The records below must be retyped exactly.

• **Information given**
==================================================

//! HTTP protocol handling subsystem.
//!
//! # Data Flow
//! ```text
//! TCP connection
//!     → server.rs (axum setup, request ID, timeout, trace layers)
//!     → routing::Router (route lookup)
//!     → middleware (access log → identity scrub → authorizer)
//!     → forwarder.rs (rewrite, relay, stream back)
//!     → websocket.rs (tunnel after 101 Switching Protocols)
//! ```

pub mod forwarder;
pub mod middleware;
pub mod request;
pub mod server;
pub mod websocket;

pub use forwarder::{Forwarder, HttpClient, ProxyConfig};
pub use request::{RequestContext, X_REQUEST_ID};
pub use server::GatewayServer;
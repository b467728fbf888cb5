//! Per-request context.
//!
//! # Responsibilities
//! - Carry the request ID, matched route and client address down the chain
//! - Carry the authenticated subject once authorization succeeds
//!
//! # Design Decisions
//! - Stored in request extensions; lives exactly as long as the request
//! - Request ID is assigned by the tower-http layer before routing

use std::net::SocketAddr;
use std::time::Instant;

use axum::{body::Body, extract::ConnectInfo, http::Request};

/// Request ID header, set or propagated by the server layers.
pub const X_REQUEST_ID: &str = "x-request-id";

/// Ephemeral state for one request.
#[derive(Debug, Clone)]
pub struct RequestContext {
    pub request_id: String,
    /// Label of the matched route, e.g. `GET /idp/`.
    pub route: String,
    pub client_addr: Option<SocketAddr>,
    pub received_at: Instant,
    /// Subject resolved by token introspection, if the route is protected.
    pub subject: Option<String>,
}

impl RequestContext {
    pub fn new(request: &Request<Body>, route: String) -> Self {
        Self {
            request_id: request_id(request).unwrap_or("unknown").to_string(),
            route,
            client_addr: client_addr(request),
            received_at: Instant::now(),
            subject: None,
        }
    }
}

/// Authenticated subject, attached to the response for the access log.
#[derive(Debug, Clone, PartialEq, Eq)]
pub struct Subject(pub String);

pub fn request_id<B>(request: &Request<B>) -> Option<&str> {
    request
        .headers()
        .get(X_REQUEST_ID)
        .and_then(|v| v.to_str().ok())
}

/// Peer address of the connection, when served with connect info.
pub fn client_addr<B>(request: &Request<B>) -> Option<SocketAddr> {
    request
        .extensions()
        .get::<ConnectInfo<SocketAddr>>()
        .map(|ConnectInfo(addr)| *addr)
}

==================================================

• **Task solution**
//! HTTP protocol handling subsystem.
//!
//! # Data Flow
//! ```text
//! TCP connection
//!     → server.rs (axum setup, request ID, timeout, trace layers)
//!     → routing::Router (route lookup)
//!     → middleware (access log → identity scrub → authorizer)
//!     → forwarder.rs (rewrite, relay, stream back)
//!     → websocket.rs (tunnel after 101 Switching Protocols)
//! ```

pub mod forwarder;
pub mod middleware;
pub mod request;
pub mod server;
pub mod websocket;

pub use forwarder::{Forwarder, HttpClient, ProxyConfig};
pub use request::{RequestContext, X_REQUEST_ID};
pub use server::GatewayServer;
repository b467728fbf888cb5
//! Per-request context.
//!
//! # Responsibilities
//! - Carry the request ID, matched route and client address down the chain
//! - Carry the authenticated subject once authorization succeeds
//!
//! # Design Decisions
//! - Stored in request extensions; lives exactly as long as the request
//! - Request ID is assigned by the tower-http layer before routing

use std::net::SocketAddr;
use std::time::Instant;

use axum::{body::Body, extract::ConnectInfo, http::Request};

/// Request ID header, set or propagated by the server layers.
pub const X_REQUEST_ID: &str = "x-request-id";

/// Ephemeral state for one request.
#[derive(Debug, Clone)]
pub struct RequestContext {
    pub request_id: String,
    /// Label of the matched route, e.g. `GET /idp/`.
    pub route: String,
    pub client_addr: Option<SocketAddr>,
    pub received_at: Instant,
    /// Subject resolved by token introspection, if the route is protected.
    pub subject: Option<String>,
}

impl RequestContext {
    pub fn new(request: &Request<Body>, route: String) -> Self {
        Self {
            request_id: request_id(request).unwrap_or("unknown").to_string(),
            route,
            client_addr: client_addr(request),
            received_at: Instant::now(),
            subject: None,
        }
    }
}

/// Authenticated subject, attached to the response for the access log.
#[derive(Debug, Clone, PartialEq, Eq)]
pub struct Subject(pub String);

pub fn request_id<B>(request: &Request<B>) -> Option<&str> {
    request
        .headers()
        .get(X_REQUEST_ID)
        .and_then(|v| v.to_str().ok())
}

/// Peer address of the connection, when served with connect info.
pub fn client_addr<B>(request: &Request<B>) -> Option<SocketAddr> {
    request
        .extensions()
        .get::<ConnectInfo<SocketAddr>>()
        .map(|ConnectInfo(addr)| *addr)
}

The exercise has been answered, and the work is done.